Carlos Mata fait sept heures de bus pour assister à un atelier bimensuel sur les masculinités, qui crée un espace sans jugement pour que les hommes puissent exprimer leurs émotions.

Au fur et à mesure que les ateliers se sont développés à travers le Mexique, un nombre croissant de femmes en ont fait la demande pour leurs collègues masculins. Liendro accueille favorablement la demande, mais il n’a pas les fonds pour y répondre. Les subventions pour les ateliers sur la masculinité sont encore rares par rapport à celles accordées aux ateliers sur l’égalité des sexes pour les femmes, dit-il. Il s’appuie souvent sur la collaboration avec des organisations qui ont la volonté et les réserves de liquidités nécessaires pour payer les ateliers, mais sans plus d’argent, il ne peut pas se développer pour répondre à la demande croissante. En septembre 2022, ONU Femmes, une entité des Nations Unies qui promeut la justice de genre, a déclaré dans un rapport qu’au rythme actuel des progrès, il pourrait s’écouler près de 300 ans avant d’atteindre l’égalité complète des sexes. Liendro pense que cela pourrait être réalisé plus rapidement si davantage d’hommes étaient inclus dans le travail pour atteindre l’égalité.

Mata, un représentant légal de la station de radio communautaire de San Pedro Tututepec, dans le sud-ouest d’Oaxaca, regrette de ne pas avoir trouvé les ateliers de Liendro plus tôt.

« Quand je vivais avec mon [then] petite amie, je suis devenue arrogante et même verbalement violente quand elle a partagé ses émotions », dit Mata. « Aujourd’hui, je sais que si j’avais suivi ces cours avant, ma relation ne se serait pas terminée.
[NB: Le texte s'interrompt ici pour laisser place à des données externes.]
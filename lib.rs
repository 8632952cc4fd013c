/* This Source Code Form is subject to the terms of the Mozilla Public
 * License, v. 2.0. If a copy of the MPL was not distributed with this
 * file, You can obtain one at https://mozilla.org/MPL/2.0/. */

//! eggshell: launch-mode resolution and embedded browser session
//! control for a gated native/remote hybrid shell.
//!
//! A session starts in `Loading` and resolves to exactly one of
//! `Display` (remote-served browser session), `Fallback` (native
//! utility surface) or `Offline`, driven by attribution, connectivity
//! and a remote serve/fallback decision. Once `Display` lands, the
//! browser session controller owns navigation policy, popup lifecycle
//! and cookie persistence for one primary surface plus a LIFO stack of
//! secondaries.

pub const VERSION: &str = env!("CARGO_PKG_VERSION");

pub mod attribution;
pub mod cli;
pub mod connectivity;
pub mod launcher;
pub mod notifications;
pub mod persistence;
pub mod prefs;
pub mod remote_config;
pub mod session;
pub mod surface;

pub use attribution::{AttributionBridge, AttributionPayload};
pub use launcher::{LaunchController, LaunchMode, LaunchRuntime, LauncherEffect, LauncherEvent};
pub use persistence::LaunchStore;
pub use prefs::AppPreferences;
pub use remote_config::{ConfigClient, RemoteDecision};
pub use session::{BrowserPolicy, BrowserSessionController};
pub use surface::{SurfaceHost, SurfaceId, SurfaceStack};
J’aurais compris qu’elle ne remettait pas en question mes actions, mais qu’elle partageait simplement ses émotions.

Mata dit qu’il a eu des sentiments suicidaires à la suite de la rupture de sa relation et qu’il n’était pas capable de parler de ses émotions, ce qui a mis plus de pression sur les relations de travail.

Lorsqu’une culture ne permet qu’aux hommes d’exprimer leur colère et aucune autre émotion, cela conduit à une « hypertrophie émotionnelle », explique Quetzalcóatl Hernández, coordinateur du doctorat en recherche en psychologie à l’Universidad Iberoamericana Puebla. L’écart entre ce qu’un homme vit émotionnellement et ce qu’il est culturellement autorisé à exprimer conduit à des troubles mentaux, et la première étape pour combler l’écart, dit Hernández, consiste à reconnaître qu’il y a un décalage.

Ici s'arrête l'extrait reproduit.